DOI: 10.3923/je.2010.95.100



In spite of the fact that mechanization had greatly supplanted camels quality as beasts of burden (Fahmy et al., 1998). But still, they are very dear in Saudi Arabia and other Gulf States because they are recognized as an important wealthy patrimony resources from the ancestors (Abdally, 2008). In fact, camels are considered as hard and tough animals which can tolerate the harsh climate and extremes of temperature encountered in the desert (Abdally, 2008; Fahmy et al., 1998). Unfortunately, mange infection affects these important animals and reduces their prices and causes huge losses of these wealthy patrimony resources. Because sarcoptic mange infection is a serious problem in many parts of the world posing a serious threat to animals health (Dorn et al., 1986; Higgins, 1985; Melaku and Gibreah, 2001; Kumar et al., 1992; Pegram and Higgins, 1992; Radostits et al., 2000; Walker, 1994). Ectoparasites by means of topically applied acaricides has not been universally successful due to difficulties with dipping or spraying of large number of camels (Fahmy et al., 1998; Koefer and Glawischnig, 1985). This could be true especially in the Gulf States where materials and labor are expensive. Therefore, difficulties with dipping or spraying of large numbers of camels may contribute to the failure of controlling mites in some places in the desert. As, it is laborious and often encounters problems for the application of acaricide washes due to water shortage in those remote places. Due to these difficulties, some investigators suggested an efficacious ectoparasitic control with particular reference to new available chemical technologies which can be adapted to camels (Abdul-Rahman and Bornstein, 1991). Consequently, the present work was carried to determine the effective acaricides which are not harmful to camel health and the environment. Thus, the acaricidal efficacy of Ivomec (Ivermectin) and Dectomax (Doramectin) against sarcoptic mange mites was carried in camels at Oraierah, Al-Ahsa District, Kingdom of Saudi Arabia. Furthermore, the investigations on the effects of these two chemicals on renal and hepatic normal functions were conducted by detecting the mean values of glucose, urea, creatine, creatinine, GOT and GPT in the serum of healthy and infested camels before and after treatment.
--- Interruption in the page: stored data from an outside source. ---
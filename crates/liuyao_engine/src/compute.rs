//! Hexagram computation: six line codes → per-line chart data.
//!
//! Pipeline: parse the codes into primary and transformed patterns, look up
//! both hexagrams, assign najia per half, classify every line against the
//! primary palace element, then attach hidden spirits from the palace's home
//! hexagram. Transformed lines are classified against the primary palace too;
//! transformation never changes the palace frame.

use liuyao_base::{
    GuaError, HexagramEntry, HiddenSpirit, KinshipRelation, LINE_COUNT, LineCode, LineStatus,
    NajiaAssignment, Polarity, hexagram_entry, hexagram_najia, hidden_spirits, parse_line_codes,
    relation_of,
};
use serde::Serialize;
use tracing::debug;

/// The transformed hexagram's line at the same position.
#[derive(Debug, Clone, Copy, PartialEq, Eq, Serialize)]
pub struct TransformedLine {
    pub polarity: Polarity,
    pub najia: NajiaAssignment,
    /// Measured against the primary palace element.
    pub relation: KinshipRelation,
}

impl TransformedLine {
    /// e.g. "妻財辛丑土".
    pub fn label(&self) -> String {
        format!(
            "{}{}{}",
            self.relation.glyph(),
            self.najia.stem_branch(),
            self.najia.element.glyph()
        )
    }
}

/// One line of the computed chart.
#[derive(Debug, Clone, Copy, PartialEq, Eq, Serialize)]
pub struct ComputedLine {
    /// 1 (bottom) to 6 (top).
    pub position: u8,
    pub code: LineCode,
    pub polarity: Polarity,
    pub moving: bool,
    pub status: LineStatus,
    pub najia: NajiaAssignment,
    pub relation: KinshipRelation,
    /// Self (世) line.
    pub is_self: bool,
    /// Response (應) line.
    pub is_response: bool,
    pub hidden: Option<HiddenSpirit>,
    /// Present for every line when the cast has at least one moving line.
    pub transformed: Option<TransformedLine>,
}

impl ComputedLine {
    /// e.g. "父母戊子水".
    pub fn label(&self) -> String {
        format!(
            "{}{}{}",
            self.relation.glyph(),
            self.najia.stem_branch(),
            self.najia.element.glyph()
        )
    }

    /// "世", "應" or "".
    pub fn anchor_mark(&self) -> &'static str {
        if self.is_self {
            "世"
        } else if self.is_response {
            "應"
        } else {
            ""
        }
    }
}

/// Primary and transformed hexagrams plus the six computed lines.
#[derive(Debug, Clone, PartialEq, Eq, Serialize)]
pub struct HexagramResult {
    pub primary: HexagramEntry,
    /// Identical to `primary` when no line moves.
    pub transformed: HexagramEntry,
    /// 1-based moving positions, ascending.
    pub moving: Vec<u8>,
    /// Bottom line first.
    pub lines: [ComputedLine; LINE_COUNT],
}

impl HexagramResult {
    pub fn has_moving_lines(&self) -> bool {
        !self.moving.is_empty()
    }

    /// Relations shown by the six cast lines, in position order.
    pub fn relations(&self) -> [KinshipRelation; LINE_COUNT] {
        self.lines.map(|l| l.relation)
    }

    /// Hidden spirits in position order.
    pub fn hidden_spirits(&self) -> Vec<HiddenSpirit> {
        self.lines.iter().filter_map(|l| l.hidden).collect()
    }

    pub fn self_line(&self) -> &ComputedLine {
        &self.lines[usize::from(self.primary.self_line) - 1]
    }
}

/// Compute the full chart for exactly six line codes, bottom first.
pub fn compute_hexagram(lines: &[LineCode]) -> Result<HexagramResult, GuaError> {
    let parsed = parse_line_codes(lines)?;
    let primary = *hexagram_entry(parsed.primary)?;
    let transformed = *hexagram_entry(parsed.transformed)?;
    let primary_najia = hexagram_najia(parsed.primary)?;
    let transformed_najia = hexagram_najia(parsed.transformed)?;
    let palace_element = primary.element;
    let self_line = primary.self_line;
    let response_line = primary.response_line();
    let has_moving = parsed.has_moving_lines();

    let mut computed: [ComputedLine; LINE_COUNT] = std::array::from_fn(|i| {
        let code = lines[i];
        let position = i as u8 + 1;
        let najia = primary_najia[i];
        ComputedLine {
            position,
            code,
            polarity: code.polarity(),
            moving: code.is_moving(),
            status: code.status(),
            najia,
            relation: relation_of(palace_element, najia.element),
            is_self: position == self_line,
            is_response: position == response_line,
            hidden: None,
            transformed: has_moving.then(|| TransformedLine {
                polarity: code.transformed_polarity(),
                najia: transformed_najia[i],
                relation: relation_of(palace_element, transformed_najia[i].element),
            }),
        }
    });

    let present = computed.map(|l| l.relation);
    for spirit in hidden_spirits(primary.palace, &present)? {
        computed[usize::from(spirit.position) - 1].hidden = Some(spirit);
    }

    debug!(
        primary = primary.name,
        transformed = transformed.name,
        moving = ?parsed.moving,
        "hexagram computed"
    );
    Ok(HexagramResult {
        primary,
        transformed,
        moving: parsed.moving,
        lines: computed,
    })
}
Twenty four camels with age ranging from 2-8 years and weighing 450-650 kg were selected for experiment. These camels belonged to some private owners in Oraierah at Al-Ahsa District, Eastern Region, Kingdom of Saudi Arabia. As a first step, each selected animal was examined for live mites by taking a skin scraping before and after treatment application. Then the microscopic examination for adult mites was carried on samples prepared in 10% KOH solution and identified according to Soulsby (1986) and Urquhart et al. (1987). The mean number of mites per microscopic field was calculated in each case. Later on, the mites infestation was evaluated by the number of live mites present on each camel and grouped as, + representing 1-10 live mites, ++ representing 10-100 live mites and +++ representing more than 100 live mites. This method was carried according to the procedure of Liebish et al. (1986). Based on the preliminary results of mites infestation, the camels were divided into two main groups i.e., infested groups and healthy groups (Fig. 1- 3). There were twelve camels in each group. Further, each group of the selected camels was divided into three sub-groups each having four camels. The first sub-group was considered as control (untreated animals) while the second and the third group were treated with Ivomec and Dectomax, respectively. The dose of Ivomec was 0.2 mg kg-1 of body weight (S/C injection) and that of Dectomax was 0.2 mg kg-1 of body weight (I/M injection). The examination of the skin scraping was repeated every week until the 8th week of post treatment.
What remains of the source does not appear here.